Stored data
-------------------------
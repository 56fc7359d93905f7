//! Reporting to the collector.
//!
//! Health goes to `{base}/health/{app}` as JSON, raw lines to
//! `{base}/logs/{app}` as plain text. Only `202 Accepted` counts as delivered.

use std::sync::Arc;

use async_trait::async_trait;
use reqwest::header::CONTENT_TYPE;
use reqwest::Client;
use thiserror::Error;
use url::Url;

use crate::health::HealthStatus;
use crate::observability::metrics;

/// Errors raised while delivering a report.
#[derive(Debug, Error)]
pub enum ReportError {
    #[error("transport error: {0}")]
    Transport(#[from] reqwest::Error),

    #[error("collector answered {status}, expected 202")]
    Rejected { status: u16 },

    #[error("cannot encode report: {0}")]
    Encode(#[from] serde_json::Error),

    #[error("invalid collector URL '{0}'")]
    InvalidUrl(String),
}

/// Transport used to deliver reports.
#[async_trait]
pub trait ReportSender: Send + Sync {
    /// POST `body` to `url` and return the response status code.
    async fn post(&self, url: &str, content_type: &'static str, body: String) -> Result<u16, ReportError>;
}

/// [`ReportSender`] backed by `reqwest`.
#[derive(Debug, Clone)]
pub struct HttpSender {
    client: Client,
}

impl HttpSender {
    pub fn new(client: Client) -> Self {
        Self { client }
    }
}

#[async_trait]
impl ReportSender for HttpSender {
    async fn post(&self, url: &str, content_type: &'static str, body: String) -> Result<u16, ReportError> {
        let response = self
            .client
            .post(url)
            .header(CONTENT_TYPE, content_type)
            .body(body)
            .send()
            .await?;
        Ok(response.status().as_u16())
    }
}

/// Sends reports for one application.
#[derive(Clone)]
pub struct Reporter {
    sender: Arc<dyn ReportSender>,
    base_url: String,
    app: String,
}

impl Reporter {
    pub fn new(sender: Arc<dyn ReportSender>, base_url: impl Into<String>, app: impl Into<String>) -> Self {
        let base_url = base_url.into().trim_end_matches('/').to_string();
        Self {
            sender,
            base_url,
            app: app.into(),
        }
    }

    pub fn app(&self) -> &str {
        &self.app
    }

    /// `{base}/{kind}/{app}` with the app name percent-encoded as one segment.
    fn endpoint(&self, kind: &str) -> Result<Url, ReportError> {
        let invalid = || ReportError::InvalidUrl(self.base_url.clone());
        let mut url = Url::parse(&self.base_url).map_err(|_| invalid())?;
        url.path_segments_mut()
            .map_err(|_| invalid())?
            .pop_if_empty()
            .push(kind)
            .push(&self.app);
        Ok(url)
    }

    /// Report the application's health.
    pub async fn report_health(&self, status: &HealthStatus) -> Result<(), ReportError> {
        let body = serde_json::to_string(status)?;
        let result = self.deliver("health", "application/json", body).await;
        metrics::record_report("health", result.is_ok());
        result
    }

    /// Report one raw access-log line.
    pub async fn report_raw_log(&self, line: &str) -> Result<(), ReportError> {
        let result = self
            .deliver("logs", "text/plain; charset=utf-8", line.to_string())
            .await;
        metrics::record_report("log", result.is_ok());
        result
    }

    async fn deliver(&self, kind: &str, content_type: &'static str, body: String) -> Result<(), ReportError> {
        let url = self.endpoint(kind)?;
        match self.sender.post(url.as_str(), content_type, body).await? {
            202 => Ok(()),
            status => Err(ReportError::Rejected { status }),
        }
    }
}

#[cfg(test)]
pub(crate) mod tests {
    use super::*;
    use std::sync::Mutex;

    /// Records every post and answers with a fixed status.
    pub(crate) struct RecordingSender {
        pub status: u16,
        pub posts: Mutex<Vec<(String, String)>>,
    }

    impl RecordingSender {
        pub fn answering(status: u16) -> Arc<Self> {
            Arc::new(Self {
                status,
                posts: Mutex::new(Vec::new()),
            })
        }

        pub fn posts(&self) -> Vec<(String, String)> {
            self.posts.lock().unwrap().clone()
        }
    }

    #[async_trait]
    impl ReportSender for RecordingSender {
        async fn post(&self, url: &str, _content_type: &'static str, body: String) -> Result<u16, ReportError> {
            self.posts.lock().unwrap().push((url.to_string(), body));
            Ok(self.status)
        }
    }

    #[tokio::test]
    async fn test_health_report_is_json() {
        let sender = RecordingSender::answering(202);
        let reporter = Reporter::new(sender.clone(), "http://collector:5000/", "shop");

        reporter
            .report_health(&HealthStatus::new("UP", 1_700_000_000))
            .await
            .unwrap();

        assert_eq!(
            sender.posts(),
            vec![(
                "http://collector:5000/health/shop".to_string(),
                r#"{"status":"UP","timestamp":1700000000}"#.to_string()
            )]
        );
    }

    #[tokio::test]
    async fn test_raw_log_goes_to_logs_endpoint() {
        let sender = RecordingSender::answering(202);
        let reporter = Reporter::new(sender.clone(), "http://collector:5000", "shop");

        reporter.report_raw_log("GET / 200").await.unwrap();

        let posts = sender.posts();
        assert_eq!(posts[0].0, "http://collector:5000/logs/shop");
        assert_eq!(posts[0].1, "GET / 200");
    }

    #[tokio::test]
    async fn test_only_accepted_counts_as_delivered() {
        for status in [200, 201, 400, 500] {
            let reporter = Reporter::new(RecordingSender::answering(status), "http://c", "a");
            let err = reporter.report_raw_log("x").await.unwrap_err();
            assert!(matches!(err, ReportError::Rejected { status: s } if s == status));
        }
    }

    #[tokio::test]
    async fn test_unreachable_collector_is_transport_error() {
        let sender = Arc::new(HttpSender::new(Client::new()));
        let reporter = Reporter::new(sender, "http://127.0.0.1:9", "a");
        let err = reporter.report_health(&HealthStatus::healthy()).await.unwrap_err();
        assert!(matches!(err, ReportError::Transport(_)));
    }

    #[tokio::test]
    async fn test_app_name_is_one_encoded_segment() {
        let sender = RecordingSender::answering(202);
        let reporter = Reporter::new(sender.clone(), "http://collector:5000/mond", "my app?#1");

        reporter.report_raw_log("x").await.unwrap();

        assert_eq!(sender.posts()[0].0, "http://collector:5000/mond/logs/my%20app%3F%231");
    }

    #[tokio::test]
    async fn test_unusable_base_url_is_reported() {
        let sender = RecordingSender::answering(202);
        let reporter = Reporter::new(sender.clone(), "not a url", "shop");

        let err = reporter.report_raw_log("x").await.unwrap_err();
        assert!(matches!(err, ReportError::InvalidUrl(_)));
        assert!(sender.posts().is_empty());
    }
}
-------------------------
Work item.
Could you transcribe the entries above word for word, from the line with "impl ReportSender for HttpSender" down to the line with "as one segment.", keeping both?

Response to the exercise.
impl ReportSender for HttpSender {
    async fn post(&self, url: &str, content_type: &'static str, body: String) -> Result<u16, ReportError> {
        let response = self
            .client
            .post(url)
            .header(CONTENT_TYPE, content_type)
            .body(body)
            .send()
            .await?;
        Ok(response.status().as_u16())
    }
}

/// Sends reports for one application.
#[derive(Clone)]
pub struct Reporter {
    sender: Arc<dyn ReportSender>,
    base_url: String,
    app: String,
}

impl Reporter {
    pub fn new(sender: Arc<dyn ReportSender>, base_url: impl Into<String>, app: impl Into<String>) -> Self {
        let base_url = base_url.into().trim_end_matches('/').to_string();
        Self {
            sender,
            base_url,
            app: app.into(),
        }
    }

    pub fn app(&self) -> &str {
        &self.app
    }

    /// `{base}/{kind}/{app}` with the app name percent-encoded as one segment.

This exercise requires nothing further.